Auparavant, l’essentiel de l’infrastructure informatique des entreprises était internalisé. Avec la montée du Cloud et du nomadisme, cela est de moins en moins vrai. Les données, autant que les applications, résident de plus en plus souvent hors des murs de l’entreprise, quand elles ne sont pas complètement externalisées. La sécurité périmétrique est donc de moins en moins pertinente.

Aujourd’hui, en cas d’attaque, le RSSI va vérifier que les procédures légales ont été respectées et que la faille détectée a bien été corrigée ou résolue. Ce n’est pas une réponse suffisante, car c’est faire l’impasse sur les autres dégâts potentiellement causés par le pirate : prise de contrôle de comptes utilisateurs ou du serveur Active Directory, destruction, exfiltration ou chiffrement des données, etc. Le Zero Trust réduit ou supprime ces risques.

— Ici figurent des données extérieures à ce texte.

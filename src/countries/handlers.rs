use super::models::{BulkStatusRequest, CreateCountryRequest, MessageResponse, UpdateCountryRequest};
use super::services::CountriesService;
use crate::common::{ApiError, AppState};
use axum::{
    extract::{Extension, Path},
    http::StatusCode,
    response::IntoResponse,
    Json,
};
use std::sync::Arc;
use tokio::sync::RwLock;

/// GET /countries - Get all countries
pub async fn get_countries(
    Extension(state): Extension<Arc<RwLock<AppState>>>,
) -> Result<impl IntoResponse, ApiError> {
    let app_state = state.read().await;
    let service = CountriesService::new(app_state.db.clone());

    let countries = service.get_all_countries().await?;

    Ok(Json(countries))
}

/// GET /countries/:id - Get country by ID
pub async fn get_country_by_id(
    Extension(state): Extension<Arc<RwLock<AppState>>>,
    Path(country_id): Path<String>,
) -> Result<impl IntoResponse, ApiError> {
    let app_state = state.read().await;
    let service = CountriesService::new(app_state.db.clone());

    let country = service.get_country_by_id(&country_id).await?;

    Ok(Json(country))
}

/// POST /countries - Create a new country
pub async fn create_country(
    Extension(state): Extension<Arc<RwLock<AppState>>>,
    Json(request): Json<CreateCountryRequest>,
) -> Result<impl IntoResponse, ApiError> {
    let app_state = state.read().await;
    let service = CountriesService::new(app_state.db.clone());

    let country = service.create_country(request).await?;

    Ok((StatusCode::CREATED, Json(country)))
}

/// PUT /countries/:id - Update country
pub async fn update_country(
    Extension(state): Extension<Arc<RwLock<AppState>>>,
    Path(country_id): Path<String>,
    Json(request): Json<UpdateCountryRequest>,
) -> Result<impl IntoResponse, ApiError> {
    let app_state = state.read().await;
    let service = CountriesService::new(app_state.db.clone());

    let country = service.update_country(&country_id, request).await?;

    Ok(Json(country))
}

/// DELETE /countries/:id - Delete country, returning the deleted record
pub async fn delete_country(
    Extension(state): Extension<Arc<RwLock<AppState>>>,
    Path(country_id): Path<String>,
) -> Result<impl IntoResponse, ApiError> {
    let app_state = state.read().await;
    let service = CountriesService::new(app_state.db.clone());

    let country = service.delete_country(&country_id).await?;

    Ok(Json(country))
}

/// PATCH /countries/delete/many - Delete a batch of countries by ID
pub async fn delete_many_countries(
    Extension(state): Extension<Arc<RwLock<AppState>>>,
    Json(ids): Json<Vec<String>>,
) -> Result<impl IntoResponse, ApiError> {
    let app_state = state.read().await;
    let service = CountriesService::new(app_state.db.clone());

    let countries = service.delete_many_countries(&ids).await?;

    Ok(Json(countries))
}

/// PATCH /countries/update/many - Set the status of a batch of countries
pub async fn update_many_countries(
    Extension(state): Extension<Arc<RwLock<AppState>>>,
    Json(request): Json<BulkStatusRequest>,
) -> Result<impl IntoResponse, ApiError> {
    let app_state = state.read().await;
    let service = CountriesService::new(app_state.db.clone());

    service
        .update_many_countries(&request.ids, &request.status)
        .await?;

    Ok(Json(MessageResponse {
        message: "Countries updated successfully".to_string(),
    }))
}

/// PUT /countries/status/:id - Toggle country between show and hide
pub async fn toggle_status(
    Extension(state): Extension<Arc<RwLock<AppState>>>,
    Path(country_id): Path<String>,
) -> Result<impl IntoResponse, ApiError> {
    let app_state = state.read().await;
    let service = CountriesService::new(app_state.db.clone());

    let country = service.toggle_status(&country_id).await?;

    Ok(Json(country))
}
//! # Languages Module
//!
//! Storefront language CRUD with bulk status/delete operations.

pub mod handlers;
pub mod models;
pub mod routes;
pub mod services;

pub use routes::languages_routes;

Les bonnes pratiques du Zero Trust sont clairement expliquées dans la documentation de Forrester sur le sujet. Toutefois, il est essentiel d’y ajouter un mode d’emploi ou une procédure pratique pour sa mise en application. Des propositions d’approche partent des frameworks existants tels que le NIST en y ajoutant des contrôles de type Zero Trust pour en faire une solution concrète et simple à déployer.

Mise en application

Afin de mettre en application le Zero Trust, deux aspects sont à prendre en compte.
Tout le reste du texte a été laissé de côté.